Tenet Healthcare formed its dedicated ESG Committee in 2021. The company’s annual report stated that the committee would consist entirely of independent board members and would provide oversight for ESG strategy as well as guidance on ESG matters that are relevant to Tenet’s business. The reason behind the move was pragmatic. As the company’s 2022 ESG progress report explained, “We view ESG as part of our culture and ingrained in our business. We continue to align our approach to the areas that we believe are in the best interests of our stakeholders and our business, while seeking ongoing improvement.”
How Can ESG Board Members Get Up to Speed
Most boards will not start the ESG journey with directors who have specialized knowledge or skills, but an expanded ESG oversight role ultimately will require directors to become more knowledgeable. In fact, a recent S&P Global report predicts that corporate boards “will face rising pressure to demonstrate that they are adequately equipped to understand and oversee ESG issues.” Moreover, because practices, metrics, and issues will continue to evolve, boards will need to have a strategy for ongoing education to remain current.

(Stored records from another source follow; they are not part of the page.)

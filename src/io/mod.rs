//! IO Module: Reading Persistence Barcodes from Text Files
//!
//! Two plain-text layouts are understood:
//!
//! ```text
//!  standard            gudhi
//!  ─────────           ─────────────────────────────
//!  # comment           # p  dim  birth  death
//!  0.0 1.5             2    0    0.0    1.5
//!  0.3 0.9             2    1    0.3    inf
//! ```
//!
//! Both readers share one line scanner (`lines`): blank lines and lines
//! whose first character is `#` are skipped, every other line is a
//! record. Records are returned in file order with birth <= death.
//!
//! ## Parse Modes
//!
//! - `ParseMode::Strict` (default): a malformed record is a
//!   `BarcodeError::Parse`; infinite Gudhi classes are recognised by a
//!   birth or death token that parses to an infinite value.
//! - `ParseMode::Lenient`: the historical tolerant behaviour. Values
//!   are read as numeric prefixes; a field with no numeric prefix
//!   becomes 0.0, as does every field after it on the same line, and
//!   any Gudhi line containing the substring `inf` is skipped.
//!
//! Comment and blank lines are recognised on raw bytes, so a comment in
//! a legacy encoding never stops a file from being read.
//!
//! A missing file is always `BarcodeError::FileNotFound`, whichever
//! reader is used.

mod lines;
mod standard;
mod gudhi;
mod writer;

use std::fs::File;
use std::io::{BufReader, ErrorKind};
use std::path::Path;

use crate::error::{BarcodeError, Result};

pub use standard::{parse_standard, parse_standard_str, read_standard_file, read_standard_file_with};
pub use gudhi::{
    parse_gudhi,
    parse_gudhi_str,
    parse_gudhi_diagram,
    read_gudhi_file,
    read_gudhi_file_with,
    read_gudhi_diagram,
};
pub use writer::{write_standard, write_standard_file};

/// How malformed records are treated
#[derive(Debug, Clone, Copy, PartialEq, Eq, Default)]
pub enum ParseMode {
    /// Reject malformed records with a parse error
    #[default]
    Strict,
    /// Substitute 0.0 for unreadable tokens and keep going
    ///
    /// Values are taken as numeric prefixes (`1.5abc` reads 1.5); the
    /// first field without one, and every later field on the line, read
    /// as 0.0. Unlike the historical reader, whitespace-only lines are
    /// still skipped as blank rather than producing a (0, 0) interval.
    /// Record lines that are not UTF-8 are decoded lossily.
    Lenient,
}

/// Reader configuration
#[derive(Debug, Clone, Copy, PartialEq, Eq, Default)]
pub struct ReadOptions {
    pub mode: ParseMode,
    /// Drop intervals whose birth equals their death
    pub skip_degenerate: bool,
}

impl ReadOptions {
    pub fn strict() -> Self {
        Self::default()
    }

    pub fn lenient() -> Self {
        Self {
            mode: ParseMode::Lenient,
            ..Self::default()
        }
    }

    pub fn with_mode(mut self, mode: ParseMode) -> Self {
        self.mode = mode;
        self
    }

    pub fn with_skip_degenerate(mut self, skip: bool) -> Self {
        self.skip_degenerate = skip;
        self
    }

    pub fn is_lenient(&self) -> bool {
        self.mode == ParseMode::Lenient
    }
}

/// Open a file for line reading, mapping absence to `FileNotFound`
fn open(path: &Path) -> Result<BufReader<File>> {
    match File::open(path) {
        Ok(file) => Ok(BufReader::new(file)),
        Err(e) if e.kind() == ErrorKind::NotFound => {
            log::error!("The file {} does not exist", path.display());
            Err(BarcodeError::FileNotFound { path: path.to_path_buf() })
        }
        Err(source) => Err(BarcodeError::Io { path: path.to_path_buf(), source }),
    }
}

/// Attach the file path to stream errors raised while scanning it
fn with_path(err: BarcodeError, path: &Path) -> BarcodeError {
    match err {
        BarcodeError::Stream(source) => BarcodeError::Io { path: path.to_path_buf(), source },
        other => other,
    }
}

Even though the focus may be on ESG, a comprehensive assessment of the board’s capabilities might be a more effective way to start. This approach could result in better overall alignment, including such benefits as matching skillsets to responsibilities. For example, Nasdaq’s Board Advisory Team works with boards to customize and execute board evaluations and provide an analysis of strengths and gaps in performance with the goal of generating actionable insights.
The potential benefits of third-party expertise also should be considered, and a variety of services and solutions are available to provide support. The Nasdaq ESG Advisory Program, for example, offers comprehensive in-house resources to help companies identify the material business drivers that should guide their ESG strategy.

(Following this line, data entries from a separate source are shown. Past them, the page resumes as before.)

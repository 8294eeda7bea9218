//! Persistence Intervals and Barcodes
//!
//! A persistence interval [b, d] represents a topological feature
//! that is "born" at filtration value b and "dies" at value d.
//! A barcode is the ordered list of such intervals for one
//! homological dimension.
//!
//! ## Invariant
//!
//! Every interval satisfies `birth <= death`. The constructor swaps the
//! endpoints when they arrive reversed, so readers never have to.

use std::fmt;

/// A persistence interval [birth, death]
#[derive(Debug, Clone, Copy, PartialEq)]
pub struct Interval {
    pub birth: f64,
    pub death: f64,
}

impl Interval {
    /// Build an interval, swapping the endpoints if `a > b`
    pub fn new(a: f64, b: f64) -> Self {
        if a > b {
            Self { birth: b, death: a }
        } else {
            Self { birth: a, death: b }
        }
    }

    /// Lifetime of the feature
    pub fn persistence(&self) -> f64 {
        self.death - self.birth
    }

    /// Is this an essential feature (infinite persistence)?
    pub fn is_essential(&self) -> bool {
        self.death.is_infinite()
    }

    /// Born and dead at the same filtration value
    pub fn is_degenerate(&self) -> bool {
        self.birth == self.death
    }

    /// Centre of the interval, where its tent function peaks
    pub fn midpoint(&self) -> f64 {
        (self.birth + self.death) / 2.0
    }

    pub fn as_pair(&self) -> (f64, f64) {
        (self.birth, self.death)
    }
}

impl From<(f64, f64)> for Interval {
    fn from((a, b): (f64, f64)) -> Self {
        Self::new(a, b)
    }
}

impl From<Interval> for (f64, f64) {
    fn from(interval: Interval) -> Self {
        interval.as_pair()
    }
}

impl fmt::Display for Interval {
    fn fmt(&self, f: &mut fmt::Formatter<'_>) -> fmt::Result {
        write!(f, "[{}, {}]", self.birth, self.death)
    }
}

/// Barcode: intervals in insertion (file line) order
///
/// No sorting and no deduplication is ever applied.
#[derive(Debug, Clone, Default, PartialEq)]
pub struct Barcode {
    intervals: Vec<Interval>,
}

impl Barcode {
    pub fn new() -> Self {
        Self { intervals: Vec::new() }
    }

    pub fn push(&mut self, interval: Interval) {
        self.intervals.push(interval);
    }

    pub fn len(&self) -> usize {
        self.intervals.len()
    }

    pub fn is_empty(&self) -> bool {
        self.intervals.is_empty()
    }

    pub fn iter(&self) -> std::slice::Iter<'_, Interval> {
        self.intervals.iter()
    }

    pub fn intervals(&self) -> &[Interval] {
        &self.intervals
    }

    /// The barcode as plain (birth, death) pairs
    pub fn pairs(&self) -> Vec<(f64, f64)> {
        self.intervals.iter().map(Interval::as_pair).collect()
    }

    /// Total persistence of the finite intervals
    pub fn total_persistence(&self) -> f64 {
        self.intervals.iter()
            .filter(|i| !i.is_essential())
            .map(|i| i.persistence())
            .sum()
    }

    /// Mean persistence of the finite intervals
    pub fn mean_persistence(&self) -> f64 {
        let finite: Vec<_> = self.intervals.iter()
            .filter(|i| !i.is_essential())
            .collect();
        if finite.is_empty() {
            return 0.0;
        }
        finite.iter().map(|i| i.persistence()).sum::<f64>() / finite.len() as f64
    }

    /// Maximum persistence of the finite intervals
    pub fn max_persistence(&self) -> f64 {
        self.intervals.iter()
            .filter(|i| !i.is_essential())
            .map(|i| i.persistence())
            .fold(0.0, f64::max)
    }

    /// Smallest and largest birth value, if any
    pub fn birth_range(&self) -> Option<(f64, f64)> {
        span(self.intervals.iter().map(|i| i.birth))
    }

    /// Smallest and largest death value, if any
    pub fn death_range(&self) -> Option<(f64, f64)> {
        span(self.intervals.iter().map(|i| i.death))
    }
}

fn span(values: impl Iterator<Item = f64>) -> Option<(f64, f64)> {
    values.fold(None, |acc, v| match acc {
        None => Some((v, v)),
        Some((lo, hi)) => Some((lo.min(v), hi.max(v))),
    })
}

impl FromIterator<Interval> for Barcode {
    fn from_iter<I: IntoIterator<Item = Interval>>(iter: I) -> Self {
        Self { intervals: iter.into_iter().collect() }
    }
}

impl FromIterator<(f64, f64)> for Barcode {
    fn from_iter<I: IntoIterator<Item = (f64, f64)>>(iter: I) -> Self {
        iter.into_iter().map(Interval::from).collect()
    }
}

impl IntoIterator for Barcode {
    type Item = Interval;
    type IntoIter = std::vec::IntoIter<Interval>;

    fn into_iter(self) -> Self::IntoIter {
        self.intervals.into_iter()
    }
}

impl<'a> IntoIterator for &'a Barcode {
    type Item = &'a Interval;
    type IntoIter = std::slice::Iter<'a, Interval>;

    fn into_iter(self) -> Self::IntoIter {
        self.intervals.iter()
    }
}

Upskilling and education are also key. With so many companies needing to get up to speed on ESG and not enough qualified ESG professionals to go around, a number of standard setters and organizations now provide online courses and other services to help business leaders acquire the information they need. For example, the Task Force on Climate-Related Disclosures offers workshops on governance, risk management, metrics, and more. The Sustainability Accounting Standards Board has developed a Fundamentals of Sustainability Accounting program to help business professionals understand how financially material aspects of sustainability can affect enterprise value.

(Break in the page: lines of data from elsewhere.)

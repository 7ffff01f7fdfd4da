//! Recording fakes for the collaborator traits

use crate::connection::ServiceConnection;
use crate::controller::BackgroundModeController;
use crate::error::{BackgroundError, Result};
use crate::events::{Event, Notification};
use crate::host::{Host, Listener, MainTask, MainThread, Worker};
use crate::options::Settings;
use std::sync::atomic::{AtomicUsize, Ordering};
use std::sync::{Arc, Mutex};

/// Runs tasks immediately on the calling thread
pub struct InlineMainThread;

impl MainThread for InlineMainThread {
    fn run_on_main_thread(&self, task: MainTask) -> Result<()> {
        task();
        Ok(())
    }
}

#[derive(Default)]
pub struct RecordingListener {
    received: Mutex<Vec<Notification>>,
}

impl RecordingListener {
    pub fn notifications(&self) -> Vec<Notification> {
        self.received.lock().unwrap().clone()
    }

    pub fn events(&self) -> Vec<Event> {
        self.notifications().into_iter().map(|n| n.event).collect()
    }
}

impl Listener for RecordingListener {
    fn notify(&self, notification: &Notification) {
        self.received.lock().unwrap().push(notification.clone());
    }
}

#[derive(Default)]
pub struct FakeHost {
    chrome_clears: AtomicUsize,
    terminations: AtomicUsize,
    chrome_error: Mutex<Option<String>>,
}

impl FakeHost {
    pub fn chrome_clears(&self) -> usize {
        self.chrome_clears.load(Ordering::SeqCst)
    }

    pub fn terminations(&self) -> usize {
        self.terminations.load(Ordering::SeqCst)
    }

    pub fn fail_chrome(&self, message: &str) {
        *self.chrome_error.lock().unwrap() = Some(message.to_string());
    }
}

impl MainThread for FakeHost {
    fn run_on_main_thread(&self, task: MainTask) -> Result<()> {
        task();
        Ok(())
    }
}

impl Host for FakeHost {
    fn clear_host_chrome(&self) -> Result<()> {
        self.chrome_clears.fetch_add(1, Ordering::SeqCst);
        match self.chrome_error.lock().unwrap().clone() {
            Some(message) => Err(BackgroundError::HostChrome(message)),
            None => Ok(()),
        }
    }

    fn terminate_process(&self) {
        self.terminations.fetch_add(1, Ordering::SeqCst);
    }
}

#[derive(Default)]
struct WorkerLog {
    bound_with: Vec<Settings>,
    updates: Vec<Settings>,
    unbound: Vec<Option<u32>>,
    bind_error: Option<String>,
    unbind_error: Option<String>,
    update_error: Option<BackgroundError>,
    panic_on_bind: bool,
    panic_on_unbind: bool,
    panic_on_update: bool,
    deferred: bool,
    pending: Option<ServiceConnection<u32>>,
}

/// Worker that records calls. Connects immediately unless deferred.
#[derive(Clone, Default)]
pub struct FakeWorker(Arc<Mutex<WorkerLog>>);

impl FakeWorker {
    /// Worker whose connection only arrives on `connect_pending`
    pub fn deferred() -> Self {
        let worker = Self::default();
        worker.0.lock().unwrap().deferred = true;
        worker
    }

    pub fn connect_pending(&self, handle: u32) {
        let pending = self.0.lock().unwrap().pending.take();
        if let Some(connection) = pending {
            connection.connected(handle);
        }
    }

    pub fn fail_bind(&self, message: &str) {
        self.0.lock().unwrap().bind_error = Some(message.to_string());
    }

    pub fn fail_unbind(&self, message: &str) {
        self.0.lock().unwrap().unbind_error = Some(message.to_string());
    }

    pub fn fail_update(&self, error: BackgroundError) {
        self.0.lock().unwrap().update_error = Some(error);
    }

    pub fn panic_on_bind(&self) {
        self.0.lock().unwrap().panic_on_bind = true;
    }

    pub fn panic_on_update(&self) {
        self.0.lock().unwrap().panic_on_update = true;
    }

    pub fn panic_on_unbind(&self) {
        self.0.lock().unwrap().panic_on_unbind = true;
    }

    pub fn bind_count(&self) -> usize {
        self.0.lock().unwrap().bound_with.len()
    }

    pub fn bound_with(&self) -> Vec<Settings> {
        self.0.lock().unwrap().bound_with.clone()
    }

    pub fn updates(&self) -> Vec<Settings> {
        self.0.lock().unwrap().updates.clone()
    }

    pub fn unbind_count(&self) -> usize {
        self.0.lock().unwrap().unbound.len()
    }

    pub fn unbound_handles(&self) -> Vec<Option<u32>> {
        self.0.lock().unwrap().unbound.clone()
    }
}

impl Worker for FakeWorker {
    type Handle = u32;

    fn bind(&self, settings: &Settings, connection: ServiceConnection<u32>) -> Result<()> {
        let (panic, error, deferred, handle) = {
            let mut log = self.0.lock().unwrap();
            log.bound_with.push(settings.clone());
            (
                log.panic_on_bind,
                log.bind_error.clone(),
                log.deferred,
                log.bound_with.len() as u32,
            )
        };

        if panic {
            panic!("worker exploded during bind");
        }
        if let Some(message) = error {
            return Err(BackgroundError::ServiceBind(message));
        }

        if deferred {
            self.0.lock().unwrap().pending = Some(connection);
        } else {
            connection.connected(handle);
        }
        Ok(())
    }

    fn update_config(&self, _handle: &u32, settings: &Settings) -> Result<()> {
        if self.0.lock().unwrap().panic_on_update {
            panic!("worker exploded during update");
        }

        let mut log = self.0.lock().unwrap();
        if let Some(error) = log.update_error.clone() {
            return Err(error);
        }
        log.updates.push(settings.clone());
        Ok(())
    }

    fn unbind(&self, handle: Option<u32>) -> Result<()> {
        let (panic, error) = {
            let mut log = self.0.lock().unwrap();
            log.unbound.push(handle);
            (log.panic_on_unbind, log.unbind_error.clone())
        };

        if panic {
            panic!("worker exploded during unbind");
        }
        match error {
            Some(message) => Err(BackgroundError::ServiceUnbind(message)),
            None => Ok(()),
        }
    }
}

/// Controller wired to fresh fakes with a registered listener
pub fn controller() -> (
    BackgroundModeController<FakeWorker, FakeHost>,
    FakeWorker,
    Arc<FakeHost>,
    Arc<RecordingListener>,
) {
    let worker = FakeWorker::default();
    let host = Arc::new(FakeHost::default());
    let listener = Arc::new(RecordingListener::default());

    let controller = BackgroundModeController::new(worker.clone(), host.clone());
    controller.set_listener(listener.clone());

    (controller, worker, host, listener)
}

Although expertise can enhance governance, it is not a substitute for the core qualities of character and judgment that board members need in order to be effective. Consider the example of American Airlines. The company assigns primary ESG oversight to its board’s Corporate Governance, Public Responsibility and Safety (CGPRS) Committee, but that arrangement is unremarkable in itself. However, the way the members of the committee go about their duties is instructive. In an interview for the company’s 2021 ESG report, Sue Kronick, who serves on the CGPRS Committee, explained, “Importantly, the committee is trying to provide oversight in a way that is not boilerplate. We are looking for management to talk to us about challenges and how they’re working to find solutions. Even if we miss our goals, we can dig into why and what it’s going to take to correct course.”
Regardless of structure and other factors, directors need to be actively engaged and curious in order to provide effective oversight of ESG policies. This is one fundamental principle of good governance that will never change.